Exercise details: The records below must be copied in full, exactly as they read.
──────────────────────────────
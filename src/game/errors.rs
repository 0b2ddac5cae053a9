use thiserror::Error;

#[derive(Error, Debug, PartialEq, Eq, Clone, Hash)]
pub enum GameConfigError {
    #[error("You must have at least three doors to choose from, got {door_count}")]
    NotEnoughDoors { door_count: usize },

    #[error(
        "You cannot reveal {reveal_count} doors; with {door_count} doors at most {max_reveal} can be revealed"
    )]
    TooManyRevealed {
        reveal_count: usize,
        door_count: usize,
        max_reveal: usize,
    },

    #[error("You must reveal at least one door per game")]
    NotEnoughRevealed,

    #[error("Unknown strategy {0:?}; use either \"Switch\" or \"Stay\", case sensitive")]
    UnknownStrategy(String),
}
//! Logging setup for the command line.
//!
//! Logs go to stderr so that stdout only carries the simulation result.

use tracing_subscriber::{EnvFilter, fmt, prelude::*};

/// CLI arguments for controlling tracing/logging output.
#[derive(clap::Args, Debug, Clone)]
pub struct TracingArgs {
    /// Increase logging verbosity (can be repeated: -v, -vv)
    #[arg(short = 'v', long = "verbose", action = clap::ArgAction::Count, global = true)]
    pub verbosity: u8,

    /// Suppress all log output except errors
    #[arg(short = 'q', long = "quiet", global = true)]
    pub quiet: bool,

    /// Log output format: compact, pretty, or json
    #[arg(long = "log-format", value_enum, default_value = "compact", global = true)]
    pub log_format: LogFormat,
}

/// Available log output formats.
#[derive(Debug, Clone, Copy, Default, PartialEq, Eq, clap::ValueEnum)]
pub enum LogFormat {
    /// Compact single-line format (default)
    #[default]
    Compact,
    /// Pretty multi-line format with colors
    Pretty,
    /// JSON format for machine parsing
    Json,
}

impl TracingArgs {
    /// The filter directive the flags ask for.
    ///
    /// Without flags only warnings are shown, so a plain run prints
    /// nothing but the result.
    pub fn level(&self) -> &'static str {
        if self.quiet {
            "error"
        } else {
            match self.verbosity {
                0 => "warn",
                1 => "info",
                2 => "debug",
                _ => "trace",
            }
        }
    }

    /// Initialize the tracing subscriber.
    ///
    /// `RUST_LOG` wins over the verbosity flags when it is set.
    ///
    /// # Panics
    ///
    /// Panics if the subscriber has already been set.
    pub fn init_tracing(&self) {
        let filter = if std::env::var("RUST_LOG").is_ok() {
            EnvFilter::from_default_env()
        } else {
            EnvFilter::new(self.level())
        };

        let registry = tracing_subscriber::registry().with(filter);
        match self.log_format {
            LogFormat::Compact => registry
                .with(fmt::layer().compact().with_writer(std::io::stderr))
                .init(),
            LogFormat::Pretty => registry
                .with(fmt::layer().pretty().with_writer(std::io::stderr))
                .init(),
            LogFormat::Json => registry
                .with(fmt::layer().json().with_writer(std::io::stderr))
                .init(),
        }
    }
}

#[cfg(test)]
mod tests {
    use super::*;

    fn args(verbosity: u8, quiet: bool) -> TracingArgs {
        TracingArgs {
            verbosity,
            quiet,
            log_format: LogFormat::Compact,
        }
    }

    #[test]
    fn test_levels() {
        assert_eq!(args(0, false).level(), "warn");
        assert_eq!(args(1, false).level(), "info");
        assert_eq!(args(2, false).level(), "debug");
        assert_eq!(args(5, false).level(), "trace");
        assert_eq!(args(3, true).level(), "error");
    }
}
──────────────────────────────
Answer for the task:
filename src/game/errors.rs
repository 0b2ddac5cae053a9
use thiserror::Error;

#[derive(Error, Debug, PartialEq, Eq, Clone, Hash)]
pub enum GameConfigError {
    #[error("You must have at least three doors to choose from, got {door_count}")]
    NotEnoughDoors { door_count: usize },

    #[error(
        "You cannot reveal {reveal_count} doors; with {door_count} doors at most {max_reveal} can be revealed"
    )]
    TooManyRevealed {
        reveal_count: usize,
        door_count: usize,
        max_reveal: usize,
    },

    #[error("You must reveal at least one door per game")]
    NotEnoughRevealed,

    #[error("Unknown strategy {0:?}; use either \"Switch\" or \"Stay\", case sensitive")]
    UnknownStrategy(String),
}
//! Logging setup for the command line.
//!
//! Logs go to stderr so that stdout only carries the simulation result.

use tracing_subscriber::{EnvFilter, fmt, prelude::*};

/// CLI arguments for controlling tracing/logging output.
#[derive(clap::Args, Debug, Clone)]
pub struct TracingArgs {
    /// Increase logging verbosity (can be repeated: -v, -vv)
    #[arg(short = 'v', long = "verbose", action = clap::ArgAction::Count, global = true)]
    pub verbosity: u8,

    /// Suppress all log output except errors
    #[arg(short = 'q', long = "quiet", global = true)]
    pub quiet: bool,

    /// Log output format: compact, pretty, or json
    #[arg(long = "log-format", value_enum, default_value = "compact", global = true)]
    pub log_format: LogFormat,
}

/// Available log output formats.
#[derive(Debug, Clone, Copy, Default, PartialEq, Eq, clap::ValueEnum)]
pub enum LogFormat {
    /// Compact single-line format (default)
    #[default]
    Compact,
    /// Pretty multi-line format with colors
    Pretty,
    /// JSON format for machine parsing
    Json,
}

impl TracingArgs {
    /// The filter directive the flags ask for.
    ///
    /// Without flags only warnings are shown, so a plain run prints
    /// nothing but the result.
    pub fn level(&self) -> &'static str {
        if self.quiet {
            "error"
        } else {
            match self.verbosity {
                0 => "warn",
                1 => "info",
                2 => "debug",
                _ => "trace",
            }
        }
    }

    /// Initialize the tracing subscriber.
    ///
    /// `RUST_LOG` wins over the verbosity flags when it is set.
    ///
    /// # Panics
    ///
    /// Panics if the subscriber has already been set.
    pub fn init_tracing(&self) {
        let filter = if std::env::var("RUST_LOG").is_ok() {
            EnvFilter::from_default_env()
        } else {
            EnvFilter::new(self.level())
        };

        let registry = tracing_subscriber::registry().with(filter);
        match self.log_format {
            LogFormat::Compact => registry
                .with(fmt::layer().compact().with_writer(std::io::stderr))
                .init(),
            LogFormat::Pretty => registry
                .with(fmt::layer().pretty().with_writer(std::io::stderr))
                .init(),
            LogFormat::Json => registry
                .with(fmt::layer().json().with_writer(std::io::stderr))
                .init(),
        }
    }
}

#[cfg(test)]
mod tests {
    use super::*;

    fn args(verbosity: u8, quiet: bool) -> TracingArgs {
        TracingArgs {
            verbosity,
            quiet,
            log_format: LogFormat::Compact,
        }
    }

    #[test]
    fn test_levels() {
        assert_eq!(args(0, false).level(), "warn");
        assert_eq!(args(1, false).level(), "info");
        assert_eq!(args(2, false).level(), "debug");
        assert_eq!(args(5, false).level(), "trace");
        assert_eq!(args(3, true).level(), "error");
    }
}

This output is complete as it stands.